Exercise directions
State how many lines of the entries hold the string "Option", and nothing more.

(Saved data entries)
----
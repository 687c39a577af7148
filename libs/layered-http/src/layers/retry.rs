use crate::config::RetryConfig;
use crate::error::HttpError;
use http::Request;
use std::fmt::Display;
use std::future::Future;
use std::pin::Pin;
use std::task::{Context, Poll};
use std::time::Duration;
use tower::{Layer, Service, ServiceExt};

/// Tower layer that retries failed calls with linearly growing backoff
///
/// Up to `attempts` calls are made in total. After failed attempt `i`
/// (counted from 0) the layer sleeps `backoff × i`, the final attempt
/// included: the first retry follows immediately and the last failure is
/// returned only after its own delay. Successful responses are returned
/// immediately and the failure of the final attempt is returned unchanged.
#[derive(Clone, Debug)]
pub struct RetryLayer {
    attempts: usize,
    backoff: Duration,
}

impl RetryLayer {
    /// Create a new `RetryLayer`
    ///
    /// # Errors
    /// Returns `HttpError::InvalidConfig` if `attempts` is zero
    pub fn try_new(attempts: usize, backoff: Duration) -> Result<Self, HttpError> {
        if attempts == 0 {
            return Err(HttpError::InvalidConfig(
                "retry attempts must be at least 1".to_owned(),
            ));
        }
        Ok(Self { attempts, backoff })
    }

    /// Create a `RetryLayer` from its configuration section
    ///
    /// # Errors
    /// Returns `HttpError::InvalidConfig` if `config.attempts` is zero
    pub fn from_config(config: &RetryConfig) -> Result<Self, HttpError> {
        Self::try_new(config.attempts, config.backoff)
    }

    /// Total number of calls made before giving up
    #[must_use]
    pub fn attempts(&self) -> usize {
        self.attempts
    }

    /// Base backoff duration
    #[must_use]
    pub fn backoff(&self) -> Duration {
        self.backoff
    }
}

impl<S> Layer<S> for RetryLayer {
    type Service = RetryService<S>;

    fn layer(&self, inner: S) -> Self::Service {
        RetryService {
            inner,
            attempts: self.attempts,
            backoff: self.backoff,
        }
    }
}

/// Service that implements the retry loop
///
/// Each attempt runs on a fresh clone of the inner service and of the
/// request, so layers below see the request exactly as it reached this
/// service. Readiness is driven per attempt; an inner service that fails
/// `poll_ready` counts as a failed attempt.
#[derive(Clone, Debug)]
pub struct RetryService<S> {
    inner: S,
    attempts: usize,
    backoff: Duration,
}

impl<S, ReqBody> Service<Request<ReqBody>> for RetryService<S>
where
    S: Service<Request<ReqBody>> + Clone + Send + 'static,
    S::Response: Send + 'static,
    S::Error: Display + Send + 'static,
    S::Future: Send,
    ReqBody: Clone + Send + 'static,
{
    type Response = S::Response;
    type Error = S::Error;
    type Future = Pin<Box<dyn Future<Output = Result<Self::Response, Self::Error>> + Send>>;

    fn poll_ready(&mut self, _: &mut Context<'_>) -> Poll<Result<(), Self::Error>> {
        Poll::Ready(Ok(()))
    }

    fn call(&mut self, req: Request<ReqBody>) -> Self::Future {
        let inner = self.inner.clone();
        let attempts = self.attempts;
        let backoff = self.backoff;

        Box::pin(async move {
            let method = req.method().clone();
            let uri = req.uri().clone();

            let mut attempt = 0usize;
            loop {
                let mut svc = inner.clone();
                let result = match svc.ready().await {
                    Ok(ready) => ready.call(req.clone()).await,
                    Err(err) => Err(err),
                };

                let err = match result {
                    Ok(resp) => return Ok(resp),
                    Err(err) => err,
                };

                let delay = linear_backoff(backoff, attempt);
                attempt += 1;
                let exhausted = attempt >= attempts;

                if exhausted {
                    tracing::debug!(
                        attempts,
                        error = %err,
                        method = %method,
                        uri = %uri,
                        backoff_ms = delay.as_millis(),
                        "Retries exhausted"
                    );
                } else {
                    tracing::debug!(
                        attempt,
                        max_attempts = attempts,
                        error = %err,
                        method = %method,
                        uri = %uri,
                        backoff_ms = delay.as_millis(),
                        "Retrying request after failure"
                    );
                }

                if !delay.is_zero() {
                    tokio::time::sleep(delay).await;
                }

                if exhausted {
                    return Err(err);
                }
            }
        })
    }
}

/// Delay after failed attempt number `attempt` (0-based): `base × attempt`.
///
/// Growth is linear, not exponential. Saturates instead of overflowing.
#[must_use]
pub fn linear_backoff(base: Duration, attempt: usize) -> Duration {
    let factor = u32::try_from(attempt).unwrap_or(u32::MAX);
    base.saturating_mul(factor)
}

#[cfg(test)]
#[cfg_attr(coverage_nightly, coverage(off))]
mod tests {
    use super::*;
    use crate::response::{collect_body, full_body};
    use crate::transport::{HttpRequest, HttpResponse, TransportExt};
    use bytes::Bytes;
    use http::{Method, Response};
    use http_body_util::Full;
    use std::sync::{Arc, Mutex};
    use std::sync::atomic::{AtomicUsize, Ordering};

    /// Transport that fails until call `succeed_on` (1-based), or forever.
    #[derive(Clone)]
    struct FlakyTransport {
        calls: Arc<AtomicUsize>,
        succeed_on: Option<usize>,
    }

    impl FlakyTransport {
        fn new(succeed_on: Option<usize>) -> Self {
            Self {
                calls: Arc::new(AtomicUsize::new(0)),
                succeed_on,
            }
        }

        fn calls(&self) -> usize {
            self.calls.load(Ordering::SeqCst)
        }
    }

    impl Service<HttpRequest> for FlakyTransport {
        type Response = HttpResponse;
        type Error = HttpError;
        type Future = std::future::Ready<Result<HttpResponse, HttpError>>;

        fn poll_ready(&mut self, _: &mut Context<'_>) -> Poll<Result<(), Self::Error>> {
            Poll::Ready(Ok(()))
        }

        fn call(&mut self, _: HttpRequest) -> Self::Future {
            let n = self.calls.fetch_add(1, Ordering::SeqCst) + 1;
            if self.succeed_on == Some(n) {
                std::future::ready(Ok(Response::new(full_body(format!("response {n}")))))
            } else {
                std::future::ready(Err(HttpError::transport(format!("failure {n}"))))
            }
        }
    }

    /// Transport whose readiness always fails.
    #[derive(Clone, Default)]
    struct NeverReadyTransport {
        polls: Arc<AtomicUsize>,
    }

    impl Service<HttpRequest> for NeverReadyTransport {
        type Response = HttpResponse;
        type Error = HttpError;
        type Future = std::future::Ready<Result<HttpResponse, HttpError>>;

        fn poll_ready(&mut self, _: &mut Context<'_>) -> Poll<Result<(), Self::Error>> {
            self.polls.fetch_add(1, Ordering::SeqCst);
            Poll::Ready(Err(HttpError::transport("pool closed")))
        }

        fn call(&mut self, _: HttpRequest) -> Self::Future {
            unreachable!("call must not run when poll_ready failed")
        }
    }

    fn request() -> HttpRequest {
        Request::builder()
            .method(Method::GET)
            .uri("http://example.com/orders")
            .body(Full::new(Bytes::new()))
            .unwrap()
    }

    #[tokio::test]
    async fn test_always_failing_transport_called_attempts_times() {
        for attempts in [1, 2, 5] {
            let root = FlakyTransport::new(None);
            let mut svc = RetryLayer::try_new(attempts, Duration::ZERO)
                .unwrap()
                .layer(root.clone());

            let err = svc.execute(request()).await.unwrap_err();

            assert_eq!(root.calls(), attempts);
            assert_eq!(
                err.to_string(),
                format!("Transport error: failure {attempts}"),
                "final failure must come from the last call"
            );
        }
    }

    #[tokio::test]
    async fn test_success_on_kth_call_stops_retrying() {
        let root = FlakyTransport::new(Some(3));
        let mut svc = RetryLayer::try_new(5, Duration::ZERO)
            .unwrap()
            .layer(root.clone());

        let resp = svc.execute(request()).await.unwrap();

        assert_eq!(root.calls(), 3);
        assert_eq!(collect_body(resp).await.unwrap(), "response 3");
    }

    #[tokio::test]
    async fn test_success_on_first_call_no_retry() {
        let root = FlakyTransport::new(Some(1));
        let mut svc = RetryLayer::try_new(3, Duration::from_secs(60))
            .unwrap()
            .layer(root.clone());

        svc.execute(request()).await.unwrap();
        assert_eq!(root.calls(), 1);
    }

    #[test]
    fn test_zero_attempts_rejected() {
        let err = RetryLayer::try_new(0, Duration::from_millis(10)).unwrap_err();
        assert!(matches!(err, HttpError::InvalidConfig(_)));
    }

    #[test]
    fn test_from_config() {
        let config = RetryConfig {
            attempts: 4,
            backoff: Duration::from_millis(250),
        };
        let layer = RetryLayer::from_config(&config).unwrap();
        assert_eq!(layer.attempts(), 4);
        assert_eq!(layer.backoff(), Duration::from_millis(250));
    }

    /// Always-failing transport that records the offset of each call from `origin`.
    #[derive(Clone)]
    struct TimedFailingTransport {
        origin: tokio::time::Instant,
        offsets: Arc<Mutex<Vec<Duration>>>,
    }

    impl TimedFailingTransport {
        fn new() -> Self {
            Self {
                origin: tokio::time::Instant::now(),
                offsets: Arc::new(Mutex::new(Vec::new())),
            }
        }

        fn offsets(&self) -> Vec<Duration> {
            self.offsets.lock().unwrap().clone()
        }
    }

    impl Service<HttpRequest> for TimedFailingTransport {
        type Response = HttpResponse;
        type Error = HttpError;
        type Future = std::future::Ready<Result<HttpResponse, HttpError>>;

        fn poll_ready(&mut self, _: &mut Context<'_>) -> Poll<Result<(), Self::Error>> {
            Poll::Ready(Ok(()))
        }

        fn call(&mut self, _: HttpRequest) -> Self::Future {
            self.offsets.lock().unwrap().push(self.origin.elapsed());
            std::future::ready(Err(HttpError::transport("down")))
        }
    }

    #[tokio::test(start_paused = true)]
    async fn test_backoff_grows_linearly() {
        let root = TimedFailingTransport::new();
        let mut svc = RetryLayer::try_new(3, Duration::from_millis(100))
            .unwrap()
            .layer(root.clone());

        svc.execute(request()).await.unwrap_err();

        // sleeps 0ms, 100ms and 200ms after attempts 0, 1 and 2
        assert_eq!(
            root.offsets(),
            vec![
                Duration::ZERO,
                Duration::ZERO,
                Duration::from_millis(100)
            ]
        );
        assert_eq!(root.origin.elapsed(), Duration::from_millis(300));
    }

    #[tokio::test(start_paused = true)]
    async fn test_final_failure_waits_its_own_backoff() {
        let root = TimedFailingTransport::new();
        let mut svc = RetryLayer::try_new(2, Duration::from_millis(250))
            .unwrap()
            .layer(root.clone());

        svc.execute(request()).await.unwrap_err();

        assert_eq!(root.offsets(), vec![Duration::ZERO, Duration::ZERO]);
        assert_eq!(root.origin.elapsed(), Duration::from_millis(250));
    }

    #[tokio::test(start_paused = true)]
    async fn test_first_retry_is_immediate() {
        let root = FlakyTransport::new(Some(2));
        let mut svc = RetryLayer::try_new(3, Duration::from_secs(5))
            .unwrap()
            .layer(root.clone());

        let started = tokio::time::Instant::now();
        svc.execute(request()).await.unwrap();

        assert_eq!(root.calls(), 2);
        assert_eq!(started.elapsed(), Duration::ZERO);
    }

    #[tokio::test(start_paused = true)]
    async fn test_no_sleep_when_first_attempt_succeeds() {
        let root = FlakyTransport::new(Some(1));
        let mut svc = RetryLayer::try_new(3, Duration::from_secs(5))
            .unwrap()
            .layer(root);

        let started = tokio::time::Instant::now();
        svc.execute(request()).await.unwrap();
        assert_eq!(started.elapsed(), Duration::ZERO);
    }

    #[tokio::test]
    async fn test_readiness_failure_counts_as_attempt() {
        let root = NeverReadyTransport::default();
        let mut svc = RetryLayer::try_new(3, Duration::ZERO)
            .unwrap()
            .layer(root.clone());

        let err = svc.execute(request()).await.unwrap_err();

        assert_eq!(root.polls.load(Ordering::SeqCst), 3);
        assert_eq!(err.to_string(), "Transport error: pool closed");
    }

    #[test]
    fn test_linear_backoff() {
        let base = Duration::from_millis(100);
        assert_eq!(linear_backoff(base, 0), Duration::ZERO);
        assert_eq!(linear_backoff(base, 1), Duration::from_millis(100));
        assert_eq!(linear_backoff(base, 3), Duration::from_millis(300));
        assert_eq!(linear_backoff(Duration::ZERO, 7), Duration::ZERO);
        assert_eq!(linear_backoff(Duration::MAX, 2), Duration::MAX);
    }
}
----
Reply
2